The plain rings worn by certain orders of nuns and conferred upon them in the course of their solemn profession, according to the ritual provided in the Roman Pontifical, appear to find some justification in ancient tradition. St. Ambrose (P.L., XVII, 701, 735) speaks as though it were a received custom for virgins consecrated to God to wear a ring in memory of their betrothal to their heavenly Spouse. This delivery of a ring to professed nuns is also mentioned by several medieval Pontificals, from the twelfth century onwards. Wedding rings, or more strictly, rings given in the betrothal ceremony, seem to have been tolerated among Christians under the Roman Empire from a quite early period. The use of such rings was of course of older date than Christianity, and there is not much to suggest that the giving of the ring was at first incorporated in any ritual or invested with any precise religious significance. But it is highly probable that, if the acceptance and the wearing of a betrothal ring was tolerated among Christians, such rings would have been adorned with Christian emblems. Certain extant specimens, more particularly a gold ring found near Arles, belonging apparently to the fourth or fifth century, and bearing the inscription, Tecla vivat Deo cum marito seo [suo], may almost certainly be assumed to be Christian espousal rings. In the coronation ceremony, also, it has long been the custom to deliver both to the sovereign and to the queen consort a ring previously blessed. Perhaps the earliest example of the use of such a ring is in the case of Judith, the step-mother of Alfred the Great. It is however in this instance a little difficult to determine whether the ring was bestowed upon the queen in virtue of her dignity as queen consort or of her nuptials to Ethelwulf.

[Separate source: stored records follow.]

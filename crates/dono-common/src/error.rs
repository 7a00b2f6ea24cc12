//! Error types shared by the dono crates

use thiserror::Error;

/// Errors raised while parsing shared domain values
#[derive(Error, Debug, Clone, PartialEq, Eq)]
pub enum CommonError {
    #[error("Invalid currency sign: {0:?}")]
    InvalidCurrency(String),
}
//! PostgreSQL sink
//!
//! Rows are written with `INSERT ... ON CONFLICT (id) DO UPDATE`, batched
//! through [`QueryBuilder::push_values`]. Schema migrations live in the
//! workspace `migrations/` directory and are embedded at compile time.

use anyhow::{Context, Result};
use async_trait::async_trait;
use sqlx::postgres::{PgPool, PgPoolOptions};
use sqlx::{Postgres, QueryBuilder};
use std::collections::BTreeMap;
use std::time::Duration;
use tracing::{debug, info};

use super::{DonationRow, EmployeeId, EmployeeRow, RowCounts, SalaryRow, Sink, Table};
use crate::config::DatabaseConfig;
use crate::records::DepartmentRecord;

/// Rows per INSERT statement (4 binds each, well under the 65535 limit)
const BATCH_SIZE: usize = 1000;

pub struct PgSink {
    pool: PgPool,
}

impl PgSink {
    pub fn new(pool: PgPool) -> Self {
        Self { pool }
    }

    /// Open a connection pool
    pub async fn connect(url: &str, config: &DatabaseConfig) -> Result<Self> {
        let pool = PgPoolOptions::new()
            .max_connections(config.max_connections)
            .min_connections(config.min_connections)
            .acquire_timeout(Duration::from_secs(config.connect_timeout_secs))
            .connect(url)
            .await
            .context("Failed to connect to database")?;

        info!(
            max_connections = config.max_connections,
            min_connections = config.min_connections,
            "Database connection pool created"
        );
        Ok(Self { pool })
    }

    /// Apply pending schema migrations
    pub async fn migrate(&self) -> Result<()> {
        sqlx::migrate!("../../migrations")
            .run(&self.pool)
            .await
            .context("Failed to run database migrations")?;
        Ok(())
    }

    pub fn pool(&self) -> &PgPool {
        &self.pool
    }
}

/// Keep the last row per id; Postgres rejects a statement touching the same
/// row twice
fn dedupe_by_id<T>(rows: &[T], id: impl Fn(&T) -> i64) -> Vec<&T> {
    let mut latest: BTreeMap<i64, &T> = BTreeMap::new();
    for row in rows {
        latest.insert(id(row), row);
    }
    latest.into_values().collect()
}

#[async_trait]
impl Sink for PgSink {
    async fn upsert_department(&self, department: &DepartmentRecord) -> Result<()> {
        sqlx::query(
            r#"
            INSERT INTO department (id, name)
            VALUES ($1, $2)
            ON CONFLICT (id) DO UPDATE SET name = EXCLUDED.name
            "#,
        )
        .bind(department.id)
        .bind(&department.name)
        .execute(&self.pool)
        .await
        .with_context(|| format!("Failed to upsert department {}", department.id))?;
        Ok(())
    }

    async fn upsert_employee(&self, employee: &EmployeeRow) -> Result<EmployeeId> {
        let id: i64 = sqlx::query_scalar(
            r#"
            INSERT INTO employee (id, name, surname, department_id)
            VALUES ($1, $2, $3, $4)
            ON CONFLICT (id) DO UPDATE SET
                name = EXCLUDED.name,
                surname = EXCLUDED.surname,
                department_id = EXCLUDED.department_id
            RETURNING id
            "#,
        )
        .bind(employee.id)
        .bind(&employee.name)
        .bind(&employee.surname)
        .bind(employee.department_id)
        .fetch_one(&self.pool)
        .await
        .with_context(|| format!("Failed to upsert employee {}", employee.id))?;
        Ok(EmployeeId(id))
    }

    async fn upsert_salaries(&self, salaries: &[SalaryRow]) -> Result<()> {
        let rows = dedupe_by_id(salaries, |s| s.id);
        for chunk in rows.chunks(BATCH_SIZE) {
            let mut query_builder: QueryBuilder<Postgres> =
                QueryBuilder::new(r#"INSERT INTO salary (id, "date", amount, employee_id) "#);
            query_builder.push_values(chunk, |mut b, salary| {
                b.push_bind(salary.id)
                    .push_bind(salary.date)
                    .push_bind(salary.amount)
                    .push_bind(salary.employee_id.0);
            });
            query_builder.push(
                r#" ON CONFLICT (id) DO UPDATE SET
                    "date" = EXCLUDED."date",
                    amount = EXCLUDED.amount,
                    employee_id = EXCLUDED.employee_id"#,
            );
            query_builder
                .build()
                .execute(&self.pool)
                .await
                .context("Failed to upsert salaries")?;
        }
        debug!(count = rows.len(), "Upserted salaries");
        Ok(())
    }

    async fn upsert_donations(&self, donations: &[DonationRow]) -> Result<()> {
        let rows = dedupe_by_id(donations, |d| d.id);
        for chunk in rows.chunks(BATCH_SIZE) {
            let mut query_builder: QueryBuilder<Postgres> =
                QueryBuilder::new(r#"INSERT INTO donation (id, "date", amount, employee_id) "#);
            query_builder.push_values(chunk, |mut b, donation| {
                b.push_bind(donation.id)
                    .push_bind(donation.date)
                    .push_bind(donation.amount)
                    .push_bind(donation.employee_id.0);
            });
            query_builder.push(
                r#" ON CONFLICT (id) DO UPDATE SET
                    "date" = EXCLUDED."date",
                    amount = EXCLUDED.amount,
                    employee_id = EXCLUDED.employee_id"#,
            );
            query_builder
                .build()
                .execute(&self.pool)
                .await
                .context("Failed to upsert donations")?;
        }
        debug!(count = rows.len(), "Upserted donations");
        Ok(())
    }

    async fn resync_id_sequence(&self, table: Table) -> Result<()> {
        // Table names come from a closed enum, never from input
        let sql = format!(
            "SELECT setval(pg_get_serial_sequence('{table}', 'id'), \
             COALESCE((SELECT MAX(id) FROM {table}), 0) + 1, false)"
        );
        sqlx::query(&sql)
            .execute(&self.pool)
            .await
            .with_context(|| format!("Failed to resync id sequence of {table}"))?;
        Ok(())
    }

    async fn row_counts(&self) -> Result<RowCounts> {
        let (departments, employees, salaries, donations): (i64, i64, i64, i64) = sqlx::query_as(
            r#"
            SELECT
                (SELECT COUNT(*) FROM department),
                (SELECT COUNT(*) FROM employee),
                (SELECT COUNT(*) FROM salary),
                (SELECT COUNT(*) FROM donation)
            "#,
        )
        .fetch_one(&self.pool)
        .await
        .context("Failed to count rows")?;

        Ok(RowCounts {
            departments: departments.max(0) as u64,
            employees: employees.max(0) as u64,
            salaries: salaries.max(0) as u64,
            donations: donations.max(0) as u64,
        })
    }
}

Rings have also occasionally been used for other religious purposes. At an early date the small keys which contained filings from the chains of St. Peter seem to have been welded to a band of metal and worn upon the finger as reliquaries. In more modern times rings have been constructed with ten small knobs or protuberances, and used for saying the rosary.

—HERBERT THURSTON.

II. THE RING OF THE FISHERMAN.—The earliest mention of the Fisherman’s ring worn by the popes is in a letter of Clement IV written in 1265 to his nephew, Peter Grossi. The writer states that popes were then accustomed to seal their private letters with “the seal of the Fisherman”, whereas public documents, he adds, were distinguished by the leaden “bulls” attached (see Bulls and Briefs). From the fifteenth century, however, the Fisherman’s ring has been used to seal the class of papal official documents known as Briefs. The Fisherman’s ring is placed by the cardinal camerlengo on the finger of a newly elected pope. It is made of gold, with a representation of St. Peter in a boat, fishing, and the name of the reigning pope around it.